There are times when I think people are a-holes and not a thng is done to ever change my thought on that. Sometimes news will come out vindicating the person from whatever I thought occurred for me to categorize them in such a way, and sometimes nothing ever happens and they remain, for all eternity, an a-hole.
BUT, here is a rare instance when my feeling has been reversed. It’s between me and a major name in professional baseball. It’s about me and Barry Bonds.
He was drafted by the Giants in 1982 out of high school, but he turned them down when the best offer they made to him was $70,000. So, he went to college. Living in Arizona, I watched Bonds play his college baseball as a skinny kid at Arizona State University. He was first team All-America and it was well-deserved. At ASU he batted .347 with 45 home runs and 175 runs batted in. He was electric.

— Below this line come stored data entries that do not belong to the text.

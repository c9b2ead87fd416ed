//! Controller layer: workflow commands/events, reducer-like state transitions, and command orchestration.

pub mod events;
pub mod orchestration;
pub mod progress;
pub mod reducer;
pub mod state;
pub mod view;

I won’t say much about his professional career. He first played for the Pittsburgh Pirates, and then later with the San Francisco Giants. It might be interesting to point out that in 1992, just ten years after he turned down the $70,000 Giants originally offered, they gave him a contract for $43.75 million over three years. At the time, it was the largest contract ever in any professional sport.
But this post isn’t about Bonds on the field, or what he did in the clubhouse. This is about what he did a monh ago.
Bryan Stow, 42, is not a professional athlete. He’s a San Francisco Giants baseball fan and until March 31, he served the public as an Emergency Medical Technician; a paramedic. His name may sound familiar. Bryan is the Giants fan who was brutally attacked on Opening Day at Dodger Stadium for apparently no other reason than wearing his Giants jersey to the game. Stow sustained brain damage from the attack and has been in and out of a medically-induced coma since the beating.
Just this week, police in L.A. arrested one of the thugs and charged him with the beating.
According to Thomas Gerardi, the attorney for the Stow family, on April 22, Barry Bonds visited the family, and without fanfare, said he would cover the college expenses for Stow’s two children who are currently in grade school. No mention was made to the media then and it would have still been a secret had Girardi not revealed it to the media.
I can’t say I was a Bonds hater prior to this, but he was not one of my faves, either, but on this one I have to say, “well done, Barry.”